*Records*.
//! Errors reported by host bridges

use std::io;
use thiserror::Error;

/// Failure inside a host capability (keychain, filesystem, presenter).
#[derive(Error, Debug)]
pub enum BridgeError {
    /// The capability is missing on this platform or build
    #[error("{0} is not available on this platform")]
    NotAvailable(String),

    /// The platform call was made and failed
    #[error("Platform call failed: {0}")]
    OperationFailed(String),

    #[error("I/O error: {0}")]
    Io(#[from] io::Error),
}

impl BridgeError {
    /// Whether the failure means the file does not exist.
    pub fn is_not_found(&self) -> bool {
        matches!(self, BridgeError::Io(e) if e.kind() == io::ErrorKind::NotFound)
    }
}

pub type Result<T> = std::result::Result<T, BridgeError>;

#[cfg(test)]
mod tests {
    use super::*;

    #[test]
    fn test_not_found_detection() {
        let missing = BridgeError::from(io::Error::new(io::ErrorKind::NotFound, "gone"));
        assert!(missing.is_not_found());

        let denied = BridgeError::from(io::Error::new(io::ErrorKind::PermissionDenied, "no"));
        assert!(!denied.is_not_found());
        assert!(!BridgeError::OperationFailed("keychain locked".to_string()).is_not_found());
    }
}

--

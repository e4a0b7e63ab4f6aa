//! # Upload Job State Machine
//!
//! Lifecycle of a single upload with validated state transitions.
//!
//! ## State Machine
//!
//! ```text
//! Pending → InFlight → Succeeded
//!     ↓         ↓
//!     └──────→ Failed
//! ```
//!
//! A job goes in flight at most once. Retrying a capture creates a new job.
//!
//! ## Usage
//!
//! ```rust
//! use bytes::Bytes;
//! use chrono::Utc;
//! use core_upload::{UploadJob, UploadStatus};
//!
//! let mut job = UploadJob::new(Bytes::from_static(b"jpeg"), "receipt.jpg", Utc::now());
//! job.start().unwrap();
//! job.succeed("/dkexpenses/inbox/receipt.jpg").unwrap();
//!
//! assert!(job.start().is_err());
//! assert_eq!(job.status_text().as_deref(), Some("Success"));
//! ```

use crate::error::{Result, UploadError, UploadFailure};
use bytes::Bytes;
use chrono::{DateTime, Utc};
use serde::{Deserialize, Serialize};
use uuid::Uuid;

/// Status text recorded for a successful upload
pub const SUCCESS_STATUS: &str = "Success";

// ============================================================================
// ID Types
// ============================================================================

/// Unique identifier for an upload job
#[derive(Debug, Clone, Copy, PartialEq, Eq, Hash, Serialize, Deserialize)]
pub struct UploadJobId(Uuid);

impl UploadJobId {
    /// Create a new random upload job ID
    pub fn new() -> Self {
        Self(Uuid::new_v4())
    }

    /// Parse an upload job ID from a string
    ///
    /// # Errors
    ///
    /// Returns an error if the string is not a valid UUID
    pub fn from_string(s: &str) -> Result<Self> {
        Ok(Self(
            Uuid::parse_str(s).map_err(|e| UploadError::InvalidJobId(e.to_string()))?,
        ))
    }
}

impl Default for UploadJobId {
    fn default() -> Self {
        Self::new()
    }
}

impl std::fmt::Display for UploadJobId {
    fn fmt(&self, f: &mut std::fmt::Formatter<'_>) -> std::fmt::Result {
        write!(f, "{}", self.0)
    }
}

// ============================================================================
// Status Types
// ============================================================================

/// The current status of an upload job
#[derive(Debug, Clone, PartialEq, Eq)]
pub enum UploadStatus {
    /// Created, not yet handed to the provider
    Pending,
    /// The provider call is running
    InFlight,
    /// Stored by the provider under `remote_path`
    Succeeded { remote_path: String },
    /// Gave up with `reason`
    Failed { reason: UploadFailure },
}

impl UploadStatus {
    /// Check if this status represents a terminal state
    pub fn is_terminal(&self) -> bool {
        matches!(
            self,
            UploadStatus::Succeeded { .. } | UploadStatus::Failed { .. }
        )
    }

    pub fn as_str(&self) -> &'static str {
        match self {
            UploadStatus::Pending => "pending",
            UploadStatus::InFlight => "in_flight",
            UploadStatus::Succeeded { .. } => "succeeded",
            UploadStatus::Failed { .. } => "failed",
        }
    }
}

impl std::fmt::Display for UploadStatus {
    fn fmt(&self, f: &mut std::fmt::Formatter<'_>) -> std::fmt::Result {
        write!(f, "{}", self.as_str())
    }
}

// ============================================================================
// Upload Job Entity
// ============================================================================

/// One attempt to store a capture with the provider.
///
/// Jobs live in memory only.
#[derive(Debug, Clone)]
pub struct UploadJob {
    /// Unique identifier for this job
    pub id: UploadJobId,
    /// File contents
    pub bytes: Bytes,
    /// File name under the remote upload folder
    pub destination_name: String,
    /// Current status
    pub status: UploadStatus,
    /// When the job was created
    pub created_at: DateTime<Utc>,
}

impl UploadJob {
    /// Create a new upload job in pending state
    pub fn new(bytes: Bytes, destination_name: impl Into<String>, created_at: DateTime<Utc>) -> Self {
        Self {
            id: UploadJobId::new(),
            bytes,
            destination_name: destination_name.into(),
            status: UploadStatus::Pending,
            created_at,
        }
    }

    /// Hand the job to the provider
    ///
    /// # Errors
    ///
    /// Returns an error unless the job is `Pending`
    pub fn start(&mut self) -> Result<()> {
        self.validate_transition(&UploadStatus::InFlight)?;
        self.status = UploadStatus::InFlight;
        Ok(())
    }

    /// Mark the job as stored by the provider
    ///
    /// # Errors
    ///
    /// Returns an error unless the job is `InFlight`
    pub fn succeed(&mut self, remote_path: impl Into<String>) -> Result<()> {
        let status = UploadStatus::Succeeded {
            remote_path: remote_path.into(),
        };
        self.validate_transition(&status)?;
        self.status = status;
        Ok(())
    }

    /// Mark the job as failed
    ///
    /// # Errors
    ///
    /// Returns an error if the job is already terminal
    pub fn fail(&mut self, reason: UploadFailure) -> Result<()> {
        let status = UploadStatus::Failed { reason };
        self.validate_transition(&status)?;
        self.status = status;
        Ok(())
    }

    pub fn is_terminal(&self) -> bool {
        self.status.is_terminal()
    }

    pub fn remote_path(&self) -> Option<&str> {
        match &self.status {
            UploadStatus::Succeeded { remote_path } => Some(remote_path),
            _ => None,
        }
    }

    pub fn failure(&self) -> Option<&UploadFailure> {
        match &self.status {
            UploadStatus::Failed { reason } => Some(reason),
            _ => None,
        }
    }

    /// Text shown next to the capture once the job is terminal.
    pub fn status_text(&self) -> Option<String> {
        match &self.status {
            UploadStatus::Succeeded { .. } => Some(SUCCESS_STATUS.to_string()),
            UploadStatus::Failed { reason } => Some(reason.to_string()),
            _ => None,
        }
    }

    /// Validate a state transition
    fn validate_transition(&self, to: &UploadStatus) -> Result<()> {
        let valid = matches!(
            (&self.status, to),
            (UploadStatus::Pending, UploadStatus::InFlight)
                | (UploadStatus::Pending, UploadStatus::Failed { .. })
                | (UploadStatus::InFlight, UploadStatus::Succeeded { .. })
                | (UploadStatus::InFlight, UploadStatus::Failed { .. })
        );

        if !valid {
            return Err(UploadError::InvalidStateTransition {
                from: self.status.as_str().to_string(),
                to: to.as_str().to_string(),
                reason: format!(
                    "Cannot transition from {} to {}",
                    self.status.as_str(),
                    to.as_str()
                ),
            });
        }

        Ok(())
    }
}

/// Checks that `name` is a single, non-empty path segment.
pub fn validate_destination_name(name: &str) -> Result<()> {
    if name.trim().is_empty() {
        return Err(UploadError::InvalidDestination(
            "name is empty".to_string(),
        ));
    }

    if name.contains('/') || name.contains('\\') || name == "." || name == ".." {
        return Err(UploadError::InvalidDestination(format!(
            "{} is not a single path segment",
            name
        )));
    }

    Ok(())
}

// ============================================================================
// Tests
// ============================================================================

*Task item*. Could you set down, exactly as written, the lines above between the one holding "by host bridges" and the one holding "platform or build", inclusive, and nothing more?

*Response for this exercise*.
//! Errors reported by host bridges

use std::io;
use thiserror::Error;

/// Failure inside a host capability (keychain, filesystem, presenter).
#[derive(Error, Debug)]
pub enum BridgeError {
    /// The capability is missing on this platform or build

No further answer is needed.